PIX11

‘You’re never going to find her’: Mom vanishes after meeting Bronx man online

CLINTON TOWNSHIP, Mich. (PIX11) — When Lynn Kim left her Michigan home on New Year’s Eve 2022, her ex-husband and his sister tried to talk some sense into her.

“Don’t go to New York and meet some guy you never met,” Nicholas Anderson recalled his sister saying. “They’re going to find you dead somewhere.”

Within a week, most traces of Kim, a 39-year-old mother of three, were gone.

“All social media has been deleted,” long-time friend Shannon Christian told PIX11 News.

Another friend, Charlene Gilbert, said that Lynn “basically fell off the face of the earth.”

“She hasn’t paid any of her bills. Her phone is disconnected,” said Gilbert. “There’s no more Lynn.”

The disappearance of Kim, a pediatric medical assistant with two sons, 6 and 13, and a 17-year-old daughter, highlights the risky and mysterious world of online dating sites.

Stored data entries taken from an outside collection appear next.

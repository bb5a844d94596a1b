//! Test fixtures: an in-memory directory with the containers, zones,
//! services and groups the built-in types expect.

use crate::allocator::MemAllocator;
use crate::config::EngineConfig;
use crate::context::Context;
use crate::directory::{Attributes, MemDirectory};
use crate::object::DirectoryObject;
use std::rc::Rc;

pub const BASE: &str = "dc=example,dc=com";

pub struct TestEnv {
    pub ctx: Context,
    pub directory: Rc<MemDirectory>,
    pub allocator: Rc<MemAllocator>,
    pub base: String,
}

impl Default for TestEnv {
    fn default() -> Self {
        Self::new()
    }
}

fn entry(pairs: &[(&str, &[&str])]) -> Attributes {
    pairs
        .iter()
        .map(|(k, v)| (*k, v.iter().map(|s| s.to_string()).collect::<Vec<_>>()))
        .collect()
}

impl TestEnv {
    pub fn new() -> Self {
        Self::with_config(EngineConfig::default())
    }

    pub fn with_config(config: EngineConfig) -> Self {
        let directory = Rc::new(MemDirectory::new(BASE));
        let allocator = Rc::new(MemAllocator::new());
        let ctx = Context::new(directory.clone(), allocator.clone(), config);
        let env = Self {
            ctx,
            directory,
            allocator,
            base: BASE.to_string(),
        };
        env.seed_fixtures();
        env
    }

    fn seed_fixtures(&self) {
        for name in ["computers", "groups", "dns", "dhcp", "policies"] {
            self.seed_container(name);
        }
        self.seed_group("Windows Hosts", "5000");
        self.directory.seed(
            &self.forward_zone(),
            entry(&[
                ("objectClass", &["top", "dNSZone", "univentionObject"]),
                ("univentionObjectType", &["dns/forward_zone"]),
                ("zoneName", &["example.com"]),
                ("relativeDomainName", &["@"]),
                ("nSRecord", &["ns.example.com."]),
                ("sOARecord", &["ns.example.com. root.example.com. 1 28800 7200 604800 10800"]),
            ]),
        );
        self.directory.seed(
            &self.reverse_zone(),
            entry(&[
                ("objectClass", &["top", "dNSZone", "univentionObject"]),
                ("univentionObjectType", &["dns/reverse_zone"]),
                ("zoneName", &["2.200.10.in-addr.arpa"]),
                ("relativeDomainName", &["@"]),
                ("nSRecord", &["ns.example.com."]),
                ("sOARecord", &["ns.example.com. root.example.com. 1 28800 7200 604800 10800"]),
            ]),
        );
        self.directory.seed(
            &self.dhcp_service(),
            entry(&[
                ("objectClass", &["top", "dhcpService", "univentionDhcpService", "univentionObject"]),
                ("univentionObjectType", &["dhcp/service"]),
                ("cn", &["example.com"]),
            ]),
        );
    }

    /// `cn=<name>` directly below the base.
    pub fn seed_container(&self, name: &str) -> String {
        let dn = format!("cn={},{}", name, self.base);
        self.directory.seed(
            &dn,
            entry(&[
                ("objectClass", &["top", "organizationalRole", "univentionContainer", "univentionObject"]),
                ("univentionObjectType", &["container/cn"]),
                ("cn", &[name]),
            ]),
        );
        dn
    }

    /// An organisational unit below `parent`.
    pub fn seed_ou(&self, name: &str, parent: &str) -> String {
        let dn = format!("ou={},{}", name, parent);
        self.directory.seed(
            &dn,
            entry(&[
                ("objectClass", &["top", "organizationalUnit", "univentionObject"]),
                ("univentionObjectType", &["container/ou"]),
                ("ou", &[name]),
            ]),
        );
        dn
    }

    pub fn seed_group(&self, name: &str, gid: &str) -> String {
        let dn = format!("cn={},cn=groups,{}", name, self.base);
        self.directory.seed(
            &dn,
            entry(&[
                ("objectClass", &["top", "posixGroup", "univentionGroup", "univentionObject"]),
                ("univentionObjectType", &["groups/group"]),
                ("cn", &[name]),
                ("gidNumber", &[gid]),
            ]),
        );
        dn
    }

    pub fn computers(&self) -> String {
        format!("cn=computers,{}", self.base)
    }

    pub fn windows_hosts(&self) -> String {
        format!("cn=Windows Hosts,cn=groups,{}", self.base)
    }

    pub fn forward_zone(&self) -> String {
        format!("zoneName=example.com,cn=dns,{}", self.base)
    }

    pub fn reverse_zone(&self) -> String {
        format!("zoneName=2.200.10.in-addr.arpa,cn=dns,{}", self.base)
    }

    pub fn dhcp_service(&self) -> String {
        format!("cn=example.com,cn=dhcp,{}", self.base)
    }

    /// An unsaved Windows computer named `name` in `cn=computers`.
    pub fn new_computer(&self, name: &str) -> DirectoryObject {
        let mut computer = self
            .ctx
            .new_object("computers/windows", &self.computers())
            .expect("computer type is registered");
        computer.set("name", name).expect("valid computer name");
        computer
    }

    /// Create a computer and open it again from the directory.
    pub fn create_computer(&self, name: &str) -> DirectoryObject {
        let mut computer = self.new_computer(name);
        let dn = computer.create().expect("computer created");
        self.ctx.open(&dn).expect("computer opened")
    }
}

Friends and family said they knew Kim had met a guy named “Joey” on the MeetMe site.

“Her friends have told me he was from the Bronx,” Anderson said of “Joey.”

Anderson said his ex-wife moved back in with him last summer when he was fighting cancer and undergoing treatment. The two lived together with their children.

“Lynn used to cook dinner for the kids and make sure they were fed,” Anderson told PIX11.  “Once she had this guy in her life, she stopped caring.”

Around early December, Kim started spending huge amounts of time on the phone and computer with “Joey,” said Anderson.

Friends now believe he has a different first name, with the last name Ramos.

Anderson said the man was abusive when talking to Kim and wanted her children to stay out of her bedroom. The online “Joey” wore a baseball hat and gold chain.  

“She would walk through the house and say, ‘I love you so much,'” Anderson recalled of Kim’s conversations with “Joey.”  “And I even asked her one time, ‘Lynn, how do you love someone that you’ve never met in your life? You only met this guy over a FaceTime video!'”

Gilbert said the last time she spoke to Kim was Jan. 4, several days after Kim had driven away in her 2016 Chrysler Town & Country minivan.

“This guy Joey is in the background, and he’s cursing me over the phone,” Gilbert recalled.

When she called Kim later that day, Gilbert said, the man answered.

She said he cursed her again, saying, “F— you, you’re never going to find her. We’re in California.”

Soon after, Kim’s Facebook, Instagram, and Snapchat accounts were disabled.

Gilbert said Kim had texted her children, “I love you.”

“Her youngest is like attached to her hip,” Gilbert said.  

About two weeks after the disappearance, Anderson said his mother reported Kim missing to police in Clinton Township, Michigan.

“They said basically, ‘There’s nothing we can do,’ because she left willingly,” Anderson said.

A detective at the Clinton Township Police Department told PIX11 on Tuesday that Kim has been entered in a database as missing, and that a red flag would show up if anyone tried to use her social security number.

The detective said he may reach out to the NYPD Missing Persons Unit.

Kim’s friends and family are most troubled that she hasn’t contacted her mother, a Korean immigrant who speaks little English and lives in Texas.  

“That’s the scariest part, because her mom is her biggest supporter,” Anderson said.

Kim’s case has now caught the attention of the Missing in Michigan Facebook page, and her friends hope more posts will spur interest in Kim’s disappearance.

“I felt like she was brainwashed,” her ex-husband said.